*** Opening SOURCE DATA ***
// Persistence gateway: versioned save records over a key-value store.
//
// Nothing here returns an error to the caller. Storage and parse failures are
// logged and degrade to "no save found" (on read) or "not persisted" (on
// write); the in-memory session stays authoritative.

use anyhow::{Context, Result};
use serde_json::Value;
use tracing::{debug, error, info, warn};

use crate::save::{migrate_to_latest, SaveData, SaveRecord};
use crate::store::SaveStore;

/// Storage key of the current (v2) record.
pub const SAVE_KEY_V2: &str = "save/v2";

/// Storage key of the unversioned legacy record.
pub const SAVE_KEY_V1: &str = "save/v1";

pub struct SaveGateway<S> {
    store: S,
}

impl<S: SaveStore> SaveGateway<S> {
    pub fn new(store: S) -> Self {
        Self { store }
    }

    pub fn store(&self) -> &S {
        &self.store
    }

    pub fn into_store(self) -> S {
        self.store
    }

    /// Load the persisted save, upgrading it to the current schema.
    ///
    /// The legacy key is consulted only when no v2 record exists. A legacy
    /// record is migrated and written back under the v2 key; the legacy key is
    /// left in place. A v2 record that cannot be read or parsed yields `None`
    /// and is left untouched; one that parses but is not an object migrates to
    /// the default save.
    pub fn load_save(&self) -> Option<SaveData> {
        match self.read_value(SAVE_KEY_V2) {
            Ok(Some(value)) => return Some(migrate_to_latest(&value)),
            Ok(None) => {}
            Err(e) => {
                warn!("Ignoring unreadable {SAVE_KEY_V2} record: {e:#}");
                return None;
            }
        }

        let value = match self.read_value(SAVE_KEY_V1) {
            Ok(Some(value)) => value,
            Ok(None) => {
                debug!("No persisted save found");
                return None;
            }
            Err(e) => {
                warn!("Ignoring unreadable {SAVE_KEY_V1} record: {e:#}");
                return None;
            }
        };

        match SaveRecord::decode(&value) {
            SaveRecord::Unreadable => {
                warn!("{SAVE_KEY_V1} does not hold an object; treating as absent");
                None
            }
            record => {
                info!("Upgrading {SAVE_KEY_V1} record to {SAVE_KEY_V2}");
                let save = record.into_latest();
                self.write_save(&save);
                Some(save)
            }
        }
    }

    /// Persist `save` under the v2 key. Failures are logged, not returned.
    pub fn write_save(&self, save: &SaveData) {
        if let Err(e) = self.try_write(save) {
            error!("Save not persisted: {e:#}");
        }
    }

    /// Remove both the v2 and the legacy record.
    pub fn clear_save(&self) {
        for key in [SAVE_KEY_V2, SAVE_KEY_V1] {
            if let Err(e) = self.store.remove(key) {
                error!("Failed to remove {key}: {e:#}");
            }
        }
        info!("Cleared persisted save");
    }

    fn read_value(&self, key: &str) -> Result<Option<Value>> {
        let Some(raw) = self
            .store
            .get(key)
            .with_context(|| format!("failed to read {key}"))?
        else {
            return Ok(None);
        };

        let value = serde_json::from_str(&raw).with_context(|| format!("failed to parse {key}"))?;
        Ok(Some(value))
    }

    fn try_write(&self, save: &SaveData) -> Result<()> {
        let json = serde_json::to_string(save).context("failed to serialize save")?;
        self.store
            .set(SAVE_KEY_V2, &json)
            .with_context(|| format!("failed to write {SAVE_KEY_V2}"))?;
        Ok(())
    }
}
*** Closing SOURCE DATA ***
**WORK TO COMPLETE**. Copy out all the entries shown above, character for character.

**RESPONSE AREA**.
// Persistence gateway: versioned save records over a key-value store.
//
// Nothing here returns an error to the caller. Storage and parse failures are
// logged and degrade to "no save found" (on read) or "not persisted" (on
// write); the in-memory session stays authoritative.

use anyhow::{Context, Result};
use serde_json::Value;
use tracing::{debug, error, info, warn};

use crate::save::{migrate_to_latest, SaveData, SaveRecord};
use crate::store::SaveStore;

/// Storage key of the current (v2) record.
pub const SAVE_KEY_V2: &str = "save/v2";

/// Storage key of the unversioned legacy record.
pub const SAVE_KEY_V1: &str = "save/v1";

pub struct SaveGateway<S> {
    store: S,
}

impl<S: SaveStore> SaveGateway<S> {
    pub fn new(store: S) -> Self {
        Self { store }
    }

    pub fn store(&self) -> &S {
        &self.store
    }

    pub fn into_store(self) -> S {
        self.store
    }

    /// Load the persisted save, upgrading it to the current schema.
    ///
    /// The legacy key is consulted only when no v2 record exists. A legacy
    /// record is migrated and written back under the v2 key; the legacy key is
    /// left in place. A v2 record that cannot be read or parsed yields `None`
    /// and is left untouched; one that parses but is not an object migrates to
    /// the default save.
    pub fn load_save(&self) -> Option<SaveData> {
        match self.read_value(SAVE_KEY_V2) {
            Ok(Some(value)) => return Some(migrate_to_latest(&value)),
            Ok(None) => {}
            Err(e) => {
                warn!("Ignoring unreadable {SAVE_KEY_V2} record: {e:#}");
                return None;
            }
        }

        let value = match self.read_value(SAVE_KEY_V1) {
            Ok(Some(value)) => value,
            Ok(None) => {
                debug!("No persisted save found");
                return None;
            }
            Err(e) => {
                warn!("Ignoring unreadable {SAVE_KEY_V1} record: {e:#}");
                return None;
            }
        };

        match SaveRecord::decode(&value) {
            SaveRecord::Unreadable => {
                warn!("{SAVE_KEY_V1} does not hold an object; treating as absent");
                None
            }
            record => {
                info!("Upgrading {SAVE_KEY_V1} record to {SAVE_KEY_V2}");
                let save = record.into_latest();
                self.write_save(&save);
                Some(save)
            }
        }
    }

    /// Persist `save` under the v2 key. Failures are logged, not returned.
    pub fn write_save(&self, save: &SaveData) {
        if let Err(e) = self.try_write(save) {
            error!("Save not persisted: {e:#}");
        }
    }

    /// Remove both the v2 and the legacy record.
    pub fn clear_save(&self) {
        for key in [SAVE_KEY_V2, SAVE_KEY_V1] {
            if let Err(e) = self.store.remove(key) {
                error!("Failed to remove {key}: {e:#}");
            }
        }
        info!("Cleared persisted save");
    }

    fn read_value(&self, key: &str) -> Result<Option<Value>> {
        let Some(raw) = self
            .store
            .get(key)
            .with_context(|| format!("failed to read {key}"))?
        else {
            return Ok(None);
        };

        let value = serde_json::from_str(&raw).with_context(|| format!("failed to parse {key}"))?;
        Ok(Some(value))
    }

    fn try_write(&self, save: &SaveData) -> Result<()> {
        let json = serde_json::to_string(save).context("failed to serialize save")?;
        self.store
            .set(SAVE_KEY_V2, &json)
            .with_context(|| format!("failed to write {SAVE_KEY_V2}"))?;
        Ok(())
    }
}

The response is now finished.